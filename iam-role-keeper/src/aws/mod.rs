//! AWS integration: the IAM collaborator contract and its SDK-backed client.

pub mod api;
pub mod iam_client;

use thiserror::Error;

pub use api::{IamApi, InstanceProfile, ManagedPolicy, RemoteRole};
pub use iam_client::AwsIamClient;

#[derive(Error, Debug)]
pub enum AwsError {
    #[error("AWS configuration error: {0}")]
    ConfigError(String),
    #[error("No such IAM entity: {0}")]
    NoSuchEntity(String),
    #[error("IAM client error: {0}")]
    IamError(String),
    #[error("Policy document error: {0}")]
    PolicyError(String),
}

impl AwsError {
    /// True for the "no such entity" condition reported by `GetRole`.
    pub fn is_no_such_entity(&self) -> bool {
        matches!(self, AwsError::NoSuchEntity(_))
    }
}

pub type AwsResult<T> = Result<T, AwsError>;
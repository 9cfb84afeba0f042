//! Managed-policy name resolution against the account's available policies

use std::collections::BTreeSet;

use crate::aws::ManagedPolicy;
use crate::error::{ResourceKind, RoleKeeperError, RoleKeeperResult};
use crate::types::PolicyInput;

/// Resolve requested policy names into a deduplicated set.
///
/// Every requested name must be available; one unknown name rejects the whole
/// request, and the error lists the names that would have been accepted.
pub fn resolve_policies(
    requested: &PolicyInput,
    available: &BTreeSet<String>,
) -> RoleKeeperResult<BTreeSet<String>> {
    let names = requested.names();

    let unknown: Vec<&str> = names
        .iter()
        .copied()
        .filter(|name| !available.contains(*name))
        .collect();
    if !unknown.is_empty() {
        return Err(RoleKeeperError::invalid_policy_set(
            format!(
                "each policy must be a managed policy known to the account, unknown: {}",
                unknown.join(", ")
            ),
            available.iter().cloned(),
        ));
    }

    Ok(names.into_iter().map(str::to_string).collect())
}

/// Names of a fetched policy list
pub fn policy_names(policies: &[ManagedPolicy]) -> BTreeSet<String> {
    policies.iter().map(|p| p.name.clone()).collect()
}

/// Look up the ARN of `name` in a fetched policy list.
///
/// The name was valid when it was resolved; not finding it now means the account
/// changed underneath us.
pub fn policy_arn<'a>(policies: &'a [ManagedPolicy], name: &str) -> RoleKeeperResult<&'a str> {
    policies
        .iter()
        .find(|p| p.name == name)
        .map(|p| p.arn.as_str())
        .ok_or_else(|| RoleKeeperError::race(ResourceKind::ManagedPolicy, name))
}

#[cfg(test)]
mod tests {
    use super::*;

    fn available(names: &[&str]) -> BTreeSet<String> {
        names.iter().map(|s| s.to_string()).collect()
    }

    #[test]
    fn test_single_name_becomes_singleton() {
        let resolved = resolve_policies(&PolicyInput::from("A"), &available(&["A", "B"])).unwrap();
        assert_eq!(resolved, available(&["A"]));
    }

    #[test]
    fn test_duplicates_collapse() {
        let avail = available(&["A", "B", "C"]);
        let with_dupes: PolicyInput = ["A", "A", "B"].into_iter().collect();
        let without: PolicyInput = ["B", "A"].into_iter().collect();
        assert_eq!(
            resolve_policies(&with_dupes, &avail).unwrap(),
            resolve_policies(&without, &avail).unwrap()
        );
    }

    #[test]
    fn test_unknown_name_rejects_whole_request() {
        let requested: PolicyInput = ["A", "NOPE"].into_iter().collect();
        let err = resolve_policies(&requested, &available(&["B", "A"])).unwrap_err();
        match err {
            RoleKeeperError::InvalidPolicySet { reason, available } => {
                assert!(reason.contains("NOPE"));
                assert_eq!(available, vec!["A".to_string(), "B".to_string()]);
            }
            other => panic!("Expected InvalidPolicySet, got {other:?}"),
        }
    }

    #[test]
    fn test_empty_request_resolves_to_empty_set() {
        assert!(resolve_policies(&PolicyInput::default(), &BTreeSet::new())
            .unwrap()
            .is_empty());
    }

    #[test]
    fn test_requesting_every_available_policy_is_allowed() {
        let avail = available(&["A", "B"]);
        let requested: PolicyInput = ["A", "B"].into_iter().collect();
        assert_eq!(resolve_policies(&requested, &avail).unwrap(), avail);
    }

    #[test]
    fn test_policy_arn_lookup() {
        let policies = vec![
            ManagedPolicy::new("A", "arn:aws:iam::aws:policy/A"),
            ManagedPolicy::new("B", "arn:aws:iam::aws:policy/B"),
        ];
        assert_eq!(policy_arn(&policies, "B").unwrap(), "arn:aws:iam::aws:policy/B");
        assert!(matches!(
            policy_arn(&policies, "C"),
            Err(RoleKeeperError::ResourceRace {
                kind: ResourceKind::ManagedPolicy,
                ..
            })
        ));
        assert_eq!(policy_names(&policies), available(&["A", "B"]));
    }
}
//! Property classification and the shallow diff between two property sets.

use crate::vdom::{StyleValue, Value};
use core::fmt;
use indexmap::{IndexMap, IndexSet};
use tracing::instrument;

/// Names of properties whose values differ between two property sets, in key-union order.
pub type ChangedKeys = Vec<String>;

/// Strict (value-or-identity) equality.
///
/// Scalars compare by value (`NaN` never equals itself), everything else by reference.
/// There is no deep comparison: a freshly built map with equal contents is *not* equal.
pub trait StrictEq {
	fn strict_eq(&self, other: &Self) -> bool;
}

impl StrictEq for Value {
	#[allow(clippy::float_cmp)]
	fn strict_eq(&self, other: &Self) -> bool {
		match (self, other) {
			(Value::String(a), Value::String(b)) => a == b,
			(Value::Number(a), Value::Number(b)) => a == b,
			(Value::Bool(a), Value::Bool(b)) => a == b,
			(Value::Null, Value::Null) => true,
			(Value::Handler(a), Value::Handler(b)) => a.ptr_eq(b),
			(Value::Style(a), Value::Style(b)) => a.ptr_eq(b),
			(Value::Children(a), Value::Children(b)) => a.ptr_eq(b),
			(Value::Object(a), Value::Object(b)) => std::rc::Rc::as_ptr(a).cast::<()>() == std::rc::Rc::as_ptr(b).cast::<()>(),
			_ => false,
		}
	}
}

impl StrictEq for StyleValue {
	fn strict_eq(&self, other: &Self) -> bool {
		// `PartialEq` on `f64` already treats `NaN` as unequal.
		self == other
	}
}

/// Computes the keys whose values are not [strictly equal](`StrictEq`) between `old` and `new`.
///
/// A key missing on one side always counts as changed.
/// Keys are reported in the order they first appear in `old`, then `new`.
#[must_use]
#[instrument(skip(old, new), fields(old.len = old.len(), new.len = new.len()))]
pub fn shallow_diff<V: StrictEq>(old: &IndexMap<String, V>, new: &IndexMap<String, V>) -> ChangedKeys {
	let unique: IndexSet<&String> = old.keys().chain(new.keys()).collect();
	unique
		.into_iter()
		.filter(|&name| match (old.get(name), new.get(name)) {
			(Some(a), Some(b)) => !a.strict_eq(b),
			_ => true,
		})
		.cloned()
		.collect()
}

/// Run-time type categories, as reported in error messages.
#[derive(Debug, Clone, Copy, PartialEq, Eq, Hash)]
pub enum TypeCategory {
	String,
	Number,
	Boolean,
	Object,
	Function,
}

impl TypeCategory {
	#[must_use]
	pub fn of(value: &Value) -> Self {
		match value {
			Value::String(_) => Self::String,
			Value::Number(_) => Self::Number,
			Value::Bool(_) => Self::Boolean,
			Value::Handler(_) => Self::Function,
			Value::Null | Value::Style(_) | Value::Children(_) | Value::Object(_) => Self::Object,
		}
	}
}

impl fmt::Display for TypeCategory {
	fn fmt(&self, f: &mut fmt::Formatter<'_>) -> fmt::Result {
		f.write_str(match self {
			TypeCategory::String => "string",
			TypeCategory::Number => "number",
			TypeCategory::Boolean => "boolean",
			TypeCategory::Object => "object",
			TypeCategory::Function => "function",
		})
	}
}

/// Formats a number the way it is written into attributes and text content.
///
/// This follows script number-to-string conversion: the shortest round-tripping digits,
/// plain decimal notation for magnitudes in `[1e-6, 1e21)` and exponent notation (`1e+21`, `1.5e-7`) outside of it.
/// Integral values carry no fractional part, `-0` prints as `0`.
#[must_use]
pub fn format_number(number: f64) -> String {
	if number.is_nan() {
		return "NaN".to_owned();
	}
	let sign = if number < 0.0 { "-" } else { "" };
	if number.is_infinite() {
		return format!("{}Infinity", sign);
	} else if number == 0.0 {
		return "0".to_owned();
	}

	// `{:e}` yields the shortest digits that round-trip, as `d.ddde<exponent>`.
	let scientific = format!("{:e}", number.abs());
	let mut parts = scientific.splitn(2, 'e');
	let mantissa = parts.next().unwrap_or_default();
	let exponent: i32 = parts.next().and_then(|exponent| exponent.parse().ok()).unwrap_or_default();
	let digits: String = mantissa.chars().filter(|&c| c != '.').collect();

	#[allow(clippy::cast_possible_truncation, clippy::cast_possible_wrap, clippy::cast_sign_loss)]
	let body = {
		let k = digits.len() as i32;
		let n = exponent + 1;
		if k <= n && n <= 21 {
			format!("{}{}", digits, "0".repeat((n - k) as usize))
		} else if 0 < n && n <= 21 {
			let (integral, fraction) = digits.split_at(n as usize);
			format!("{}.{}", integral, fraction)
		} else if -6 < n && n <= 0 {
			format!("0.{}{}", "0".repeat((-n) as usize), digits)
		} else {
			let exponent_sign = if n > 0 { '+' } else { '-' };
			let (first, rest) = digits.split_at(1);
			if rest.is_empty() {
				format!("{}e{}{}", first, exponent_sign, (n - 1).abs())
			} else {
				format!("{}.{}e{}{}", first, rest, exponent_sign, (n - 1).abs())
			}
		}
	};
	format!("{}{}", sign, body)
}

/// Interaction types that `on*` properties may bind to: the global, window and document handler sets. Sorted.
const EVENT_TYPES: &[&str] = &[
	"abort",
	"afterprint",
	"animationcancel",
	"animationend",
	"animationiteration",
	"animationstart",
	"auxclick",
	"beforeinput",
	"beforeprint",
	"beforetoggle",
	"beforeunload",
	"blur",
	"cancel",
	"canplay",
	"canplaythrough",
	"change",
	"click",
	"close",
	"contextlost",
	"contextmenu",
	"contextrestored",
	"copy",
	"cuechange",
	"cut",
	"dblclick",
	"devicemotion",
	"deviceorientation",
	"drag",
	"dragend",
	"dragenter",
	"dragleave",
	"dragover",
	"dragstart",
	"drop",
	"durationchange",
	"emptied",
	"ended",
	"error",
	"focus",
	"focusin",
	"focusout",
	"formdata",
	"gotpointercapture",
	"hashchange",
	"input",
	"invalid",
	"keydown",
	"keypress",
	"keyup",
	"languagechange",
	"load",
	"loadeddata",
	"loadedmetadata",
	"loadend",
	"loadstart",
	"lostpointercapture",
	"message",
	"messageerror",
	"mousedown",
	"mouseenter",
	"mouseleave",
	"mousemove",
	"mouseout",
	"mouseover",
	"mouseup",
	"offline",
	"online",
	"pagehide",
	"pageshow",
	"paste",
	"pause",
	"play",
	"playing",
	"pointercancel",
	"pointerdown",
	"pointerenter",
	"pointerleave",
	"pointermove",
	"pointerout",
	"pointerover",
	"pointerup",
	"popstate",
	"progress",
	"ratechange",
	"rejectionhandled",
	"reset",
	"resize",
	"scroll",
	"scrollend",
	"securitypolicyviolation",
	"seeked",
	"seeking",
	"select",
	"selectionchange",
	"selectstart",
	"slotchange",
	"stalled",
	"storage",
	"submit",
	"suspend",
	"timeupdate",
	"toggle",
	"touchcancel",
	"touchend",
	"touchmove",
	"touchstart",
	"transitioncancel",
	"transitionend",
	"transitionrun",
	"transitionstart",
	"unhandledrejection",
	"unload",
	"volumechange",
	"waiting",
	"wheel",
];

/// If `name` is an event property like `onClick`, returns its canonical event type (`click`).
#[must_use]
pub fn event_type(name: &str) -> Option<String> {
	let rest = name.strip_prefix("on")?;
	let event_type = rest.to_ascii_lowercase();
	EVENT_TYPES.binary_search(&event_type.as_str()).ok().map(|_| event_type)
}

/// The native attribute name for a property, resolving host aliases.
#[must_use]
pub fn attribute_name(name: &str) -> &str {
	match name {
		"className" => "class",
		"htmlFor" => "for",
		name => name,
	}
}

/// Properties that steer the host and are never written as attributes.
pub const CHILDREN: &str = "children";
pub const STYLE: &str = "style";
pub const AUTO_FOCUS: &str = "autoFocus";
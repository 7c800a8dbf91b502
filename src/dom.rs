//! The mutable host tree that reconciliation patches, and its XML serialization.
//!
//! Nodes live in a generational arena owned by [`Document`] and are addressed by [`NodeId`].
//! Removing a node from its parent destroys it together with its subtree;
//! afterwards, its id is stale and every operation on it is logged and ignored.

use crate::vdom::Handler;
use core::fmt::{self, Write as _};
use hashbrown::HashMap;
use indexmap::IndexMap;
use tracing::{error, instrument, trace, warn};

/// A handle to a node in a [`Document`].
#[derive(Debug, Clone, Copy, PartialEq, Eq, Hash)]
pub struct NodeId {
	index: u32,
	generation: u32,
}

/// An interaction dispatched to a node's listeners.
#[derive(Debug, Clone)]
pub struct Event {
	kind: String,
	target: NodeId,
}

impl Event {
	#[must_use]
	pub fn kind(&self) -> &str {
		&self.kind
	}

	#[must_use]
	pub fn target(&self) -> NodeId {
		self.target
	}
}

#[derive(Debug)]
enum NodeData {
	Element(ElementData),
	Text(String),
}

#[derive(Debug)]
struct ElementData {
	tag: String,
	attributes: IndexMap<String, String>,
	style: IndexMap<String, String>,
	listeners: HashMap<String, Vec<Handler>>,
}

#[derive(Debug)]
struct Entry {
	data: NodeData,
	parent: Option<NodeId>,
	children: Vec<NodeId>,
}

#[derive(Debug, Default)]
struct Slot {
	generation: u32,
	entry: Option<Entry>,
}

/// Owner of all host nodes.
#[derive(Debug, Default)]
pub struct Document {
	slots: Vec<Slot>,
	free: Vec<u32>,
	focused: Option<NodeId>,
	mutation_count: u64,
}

◇ ◇ ◇

The task>
Reproduce exactly the lines above from the line with "pub fn attribute_name(name: &str)" to the line with "pub const CHILDREN: &str", including both, and add nothing.

Task response>
pub fn attribute_name(name: &str) -> &str {
	match name {
		"className" => "class",
		"htmlFor" => "for",
		name => name,
	}
}

/// Properties that steer the host and are never written as attributes.
pub const CHILDREN: &str = "children";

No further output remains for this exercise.